:: What you will do ::
Among the entries below, one stretch runs from the line that contains "impl<S: EventSink> Session<S>" through the line that contains "let subscription = broker.register().await?;". Repeat that stretch exactly, ends included, and only that.

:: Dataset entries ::

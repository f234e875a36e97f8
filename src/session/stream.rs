use tracing::{debug, info, warn};

use crate::broker::message::Message;
use crate::broker::subscriber::{Delivery, SubscriberId, Subscription};
use crate::broker::BrokerHandle;
use crate::session::sink::EventSink;
use crate::transport::codec::encode_unit;
use crate::utils::HubError;

/// Why a session stopped.
#[derive(Debug, Clone, Copy, PartialEq, Eq)]
pub enum SessionEnd {
    /// The peer went away.
    Disconnected,
    /// The broker closed the queue (shutdown or eviction) and it was drained.
    QueueClosed,
}

/// One subscriber connection, from registration to unregistration.
#[derive(Debug)]
pub struct Session<S> {
    subscription: Subscription,
    sink: S,
}

impl<S: EventSink> Session<S> {
    /// Register a new subscriber for `sink`.
    ///
    /// Refuses sinks that cannot flush before touching the broker, so a
    /// refused session leaves the subscriber set untouched.
    pub async fn open(broker: &BrokerHandle, sink: S) -> Result<Self, HubError> {
        if !sink.supports_flush() {
            return Err(HubError::StreamingUnsupported);
        }
        let subscription = broker.register().await?;
        info!(broker = %broker.name(), subscriber = %subscription.id(), "Client added");
        Ok(Self { subscription, sink })
    }

    pub fn id(&self) -> &SubscriberId {
        self.subscription.id()
    }

    /// Relay messages until the peer disconnects or the queue closes.
    ///
    /// Consumes the session; the subscription unregisters on the way out.
    pub async fn run(mut self) -> SessionEnd {
        let end = loop {
            tokio::select! {
                biased;

                _ = self.sink.disconnected() => break SessionEnd::Disconnected,

                delivery = self.subscription.recv() => match delivery {
                    Delivery::Message(message) => match self.relay(&message).await {
                        Ok(()) => {}
                        Err(HubError::TransportClosed) => break SessionEnd::Disconnected,
                        Err(err) => warn!(error = %err, "Skipping message"),
                    },
                    Delivery::Skipped(count) => {
                        warn!(subscriber = %self.id(), count, "Subscriber lagged, messages dropped");
                    }
                    Delivery::Closed => {
                        let _ = self.sink.flush().await;
                        break SessionEnd::QueueClosed;
                    }
                },
            }
        };

        info!(subscriber = %self.id(), ?end, "Client removed");
        end
    }

    async fn relay(&mut self, message: &Message) -> Result<(), HubError> {
        let unit = encode_unit(message)?;
        self.sink.write_unit(unit).await?;
        self.sink.flush().await?;
        debug!(subscriber = %self.id(), "Relayed message");
        Ok(())
    }
}
use chrono::{DateTime, Utc};
use serde::{Deserialize, Serialize};

/// A message published to the hub.
///
/// Messages are immutable once created and are shared between subscriber
/// queues behind an `Arc`. The same shape is used for the publish request
/// body and for each unit written to an event stream.
///
/// # Fields
///
/// - `content` - The message text.
/// - `author` - Who wrote it.
/// - `time` - When it was written. Filled with the current time when the
///   publisher leaves it out.
///
/// # Example
///
/// ```rust
/// use ssehub::broker::message::Message;
///
/// let msg = Message::new("hello", "ana");
/// assert_eq!(msg.author, "ana");
/// ```
#[derive(Debug, Clone, PartialEq, Serialize, Deserialize)]
pub struct Message {
    pub content: String,
    pub author: String,
    #[serde(default = "Utc::now")]
    pub time: DateTime<Utc>,
}

impl Message {
    /// Create a message stamped with the current time.
    pub fn new(content: impl Into<String>, author: impl Into<String>) -> Self {
        Self {
            content: content.into(),
            author: author.into(),
            time: Utc::now(),
        }
    }
}
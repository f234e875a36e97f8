//! Subscriber queues
//!
//! Every subscriber owns one private, bounded delivery queue. The queue is
//! split in two halves:
//! - `SubscriberQueue` is held by the broker inside its subscriber set and
//!   is the only producer for the queue.
//! - `Subscription` is held by the streaming session and is the only
//!   consumer. Dropping it unregisters the subscriber.
//!
//! The queue is a single-receiver `tokio::sync::broadcast` channel, so a full
//! queue never blocks the publisher: the oldest entry is overwritten and the
//! consumer learns how many messages it skipped. Once the broker drops its
//! half, the consumer still drains what was queued before seeing `Closed`.
//!
//! The channel rounds its capacity up to a power of two. The configured
//! capacity is still the bound that counts: `is_full` checks against it, and
//! `Subscription::recv` skips anything older than the newest `capacity`
//! entries before handing out the next message.

use std::sync::Arc;

use tokio::sync::broadcast;
use tokio::sync::broadcast::error::{RecvError, TryRecvError};
use uuid::Uuid;

use crate::broker::engine::BrokerHandle;
use crate::broker::message::Message;
use crate::config::MAX_QUEUE_CAPACITY;

pub type SubscriberId = String;

/// Broker-side half of a subscriber's delivery queue.
#[derive(Debug)]
pub struct SubscriberQueue {
    id: SubscriberId,
    sender: broadcast::Sender<Arc<Message>>,
    capacity: usize,
}

impl SubscriberQueue {
    /// Create a fresh queue with a new id. The receiver goes to the session.
    pub fn new(capacity: usize) -> (Self, broadcast::Receiver<Arc<Message>>) {
        let capacity = capacity.clamp(1, MAX_QUEUE_CAPACITY);
        let (sender, receiver) = broadcast::channel(capacity);
        let queue = Self {
            id: Uuid::new_v4().to_string(),
            sender,
            capacity,
        };
        (queue, receiver)
    }

    pub fn id(&self) -> &SubscriberId {
        &self.id
    }

    pub fn capacity(&self) -> usize {
        self.capacity
    }

    /// Number of messages waiting to be drained by the session.
    pub fn backlog(&self) -> usize {
        self.sender.len()
    }

    pub fn is_full(&self) -> bool {
        self.backlog() >= self.capacity
    }

    /// Enqueue without waiting. Returns `false` when the consumer is gone.
    pub fn deliver(&self, message: Arc<Message>) -> bool {
        self.sender.send(message).is_ok()
    }
}

/// Outcome of waiting on a subscription.
#[derive(Debug, Clone, PartialEq)]
pub enum Delivery {
    Message(Arc<Message>),
    /// The queue overflowed and this many of the oldest messages were dropped.
    Skipped(u64),
    /// The broker closed the queue and everything queued has been drained.
    Closed,
}

/// Session-side half of a subscriber's delivery queue.
#[derive(Debug)]
pub struct Subscription {
    id: SubscriberId,
    receiver: broadcast::Receiver<Arc<Message>>,
    capacity: usize,
    broker: BrokerHandle,
}

impl Subscription {
    pub(crate) fn new(
        id: SubscriberId,
        receiver: broadcast::Receiver<Arc<Message>>,
        capacity: usize,
        broker: BrokerHandle,
    ) -> Self {
        Self {
            id,
            receiver,
            capacity: capacity.max(1),
            broker,
        }
    }

    pub fn id(&self) -> &SubscriberId {
        &self.id
    }

    /// Wait for the next message. Cancel safe.
    pub async fn recv(&mut self) -> Delivery {
        let mut skipped = self.trim_to_capacity();
        loop {
            if skipped > 0 {
                return Delivery::Skipped(skipped);
            }
            match self.receiver.recv().await {
                // At least `capacity` newer messages piled up behind this one.
                Ok(_) if self.receiver.len() >= self.capacity => {
                    skipped = 1 + self.trim_to_capacity();
                }
                Ok(message) => return Delivery::Message(message),
                Err(RecvError::Lagged(count)) => skipped = count + self.trim_to_capacity(),
                Err(RecvError::Closed) => return Delivery::Closed,
            }
        }
    }

    /// Drop queued messages beyond the newest `capacity` ones.
    fn trim_to_capacity(&mut self) -> u64 {
        let mut skipped = 0;
        while self.receiver.len() > self.capacity {
            match self.receiver.try_recv() {
                Ok(_) => skipped += 1,
                Err(TryRecvError::Lagged(count)) => skipped += count,
                Err(TryRecvError::Empty) | Err(TryRecvError::Closed) => break,
            }
        }
        skipped
    }
}

impl Drop for Subscription {
    fn drop(&mut self) {
        self.broker.unregister(&self.id);
    }
}
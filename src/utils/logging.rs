use tracing_subscriber::EnvFilter;

/// Initialize tracing/logging for the application.
///
/// `RUST_LOG` wins when set; otherwise `default_level` is used. Unknown
/// levels fall back to `info`.
pub fn init(default_level: &str) {
    let filter = EnvFilter::try_from_default_env()
        .or_else(|_| EnvFilter::try_new(default_level.to_lowercase()))
        .unwrap_or_else(|_| EnvFilter::new("info"));

    // Use try_init so tests and libraries can call this multiple times without panicking
    let _ = tracing_subscriber::fmt()
        .with_env_filter(filter)
        .with_target(false)
        .try_init();
}
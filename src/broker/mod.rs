//! The broker: subscriber set, serialized command loop and fan-out.
//!
//! Public types:
//! - `Broker`: owned state plus the command loop, started with `Broker::start`.
//! - `BrokerHandle`: cloneable handle for register / unregister / publish / shutdown.
//! - `Subscription`: a session's end of its private delivery queue.
//! - `Message`: the immutable value that gets published.

pub mod engine;
pub mod message;
pub mod subscriber;

pub use engine::{Broker, BrokerHandle};
pub use message::Message;
pub use subscriber::{Delivery, SubscriberId, SubscriberQueue, Subscription};

#[cfg(test)]
mod tests;
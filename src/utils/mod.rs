//! The `utils` module provides shared building blocks used across the
//! `ssehub` crate: the crate-wide error type and the tracing setup.

pub mod error;
pub mod logging;

pub use error::HubError;
//! Typed schema for the scraped extraction document.
//!
//! The document wraps each listing as `results[].output`. Every field is
//! required; a missing or mistyped one fails the load with serde's location.

use anyhow::Result;
use serde::{Deserialize, Serialize};
use std::path::Path;

use crate::document;

#[derive(Debug, Clone, Serialize, Deserialize)]
pub struct SourceDocument {
    pub results: Vec<SourceResult>,
}

#[derive(Debug, Clone, Serialize, Deserialize)]
pub struct SourceResult {
    pub output: SourceRecord,
}

/// One scraped listing. Read-only input to the jobs.
#[derive(Debug, Clone, PartialEq, Serialize, Deserialize)]
pub struct SourceRecord {
    pub title: String,
    pub location: String,
    pub description: String,
    pub guests: u32,
    pub bedrooms: u32,
    pub beds: u32,
    pub bathrooms: u32,
    pub price_per_night: f64,
    /// Comma-separated amenity names.
    pub amenities: String,
    pub rating: f64,
    /// Comma-separated photo URLs, in display order.
    pub photo_urls: String,
}

impl SourceRecord {
    /// Raw comma-split segments of `photo_urls`, untrimmed, empty ones included.
    pub fn photo_urls(&self) -> impl Iterator<Item = &str> + '_ {
        self.photo_urls.split(',')
    }

    pub fn amenity_list(&self) -> impl Iterator<Item = &str> + '_ {
        self.amenities
            .split(',')
            .map(str::trim)
            .filter(|s| !s.is_empty())
    }
}

/// Loads the extraction document and unwraps the listing records in order.
pub fn load_source(path: &Path) -> Result<Vec<SourceRecord>> {
    let doc: SourceDocument = document::read_json(path)?;
    let records: Vec<SourceRecord> = doc.results.into_iter().map(|r| r.output).collect();
    tracing::debug!("loaded {} source records from {}", records.len(), path.display());
    Ok(records)
}

#[cfg(test)]
pub(crate) mod tests {
    use super::*;
    use std::fs;

    pub(crate) fn record(title: &str, photo_urls: &str) -> SourceRecord {
        SourceRecord {
            title: title.to_string(),
            location: "Atibaia, SP".to_string(),
            description: "Casa ampla com piscina e churrasqueira.".to_string(),
            guests: 12,
            bedrooms: 4,
            beds: 8,
            bathrooms: 3,
            price_per_night: 420.0,
            amenities: "Piscina, Wi-Fi, Churrasqueira".to_string(),
            rating: 4.91,
            photo_urls: photo_urls.to_string(),
        }
    }

    #[test]
    fn photo_urls_keep_raw_positions() {
        let r = record("x", "http://b/1.jpg,,http://b/3.jpg ");
        let urls: Vec<&str> = r.photo_urls().collect();
        assert_eq!(urls, vec!["http://b/1.jpg", "", "http://b/3.jpg "]);
    }

    #[test]
    fn amenity_list_trims_and_drops_empty() {
        let mut r = record("x", "");
        r.amenities = " Piscina ,, Wi-Fi,".to_string();
        let list: Vec<&str> = r.amenity_list().collect();
        assert_eq!(list, vec!["Piscina", "Wi-Fi"]);
    }

    #[test]
    fn load_source_unwraps_results() {
        let dir = tempfile::tempdir().unwrap();
        let path = dir.path().join("extract.json");
        let doc = SourceDocument {
            results: vec![
                SourceResult {
                    output: record("Casa 1", "http://a/1.jpg"),
                },
                SourceResult {
                    output: record("Casa 2", "http://a/2.jpg"),
                },
            ],
        };
        fs::write(&path, serde_json::to_vec(&doc).unwrap()).unwrap();
        let records = load_source(&path).unwrap();
        assert_eq!(records.len(), 2);
        assert_eq!(records[1].title, "Casa 2");
    }

    #[test]
    fn load_source_fails_fast_on_missing_field() {
        let dir = tempfile::tempdir().unwrap();
        let path = dir.path().join("extract.json");
        fs::write(
            &path,
            r#"{"results": [{"output": {"title": "Casa", "location": "SP"}}]}"#,
        )
        .unwrap();
        let msg = format!("{:#}", load_source(&path).unwrap_err());
        assert!(msg.contains("missing field"), "{msg}");
        assert!(msg.contains("extract.json"), "{msg}");
    }

    #[test]
    fn load_source_rejects_wrong_type() {
        let dir = tempfile::tempdir().unwrap();
        let path = dir.path().join("extract.json");
        let mut value = serde_json::to_value(SourceDocument {
            results: vec![SourceResult {
                output: record("Casa", ""),
            }],
        })
        .unwrap();
        value["results"][0]["output"]["guests"] = serde_json::json!("twelve");
        fs::write(&path, value.to_string()).unwrap();
        assert!(load_source(&path).is_err());
    }
}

:: Solution for this exercise ::
impl<S: EventSink> Session<S> {
    /// Register a new subscriber for `sink`.
    ///
    /// Refuses sinks that cannot flush before touching the broker, so a
    /// refused session leaves the subscriber set untouched.
    pub async fn open(broker: &BrokerHandle, sink: S) -> Result<Self, HubError> {
        if !sink.supports_flush() {
            return Err(HubError::StreamingUnsupported);
        }
        let subscription = broker.register().await?;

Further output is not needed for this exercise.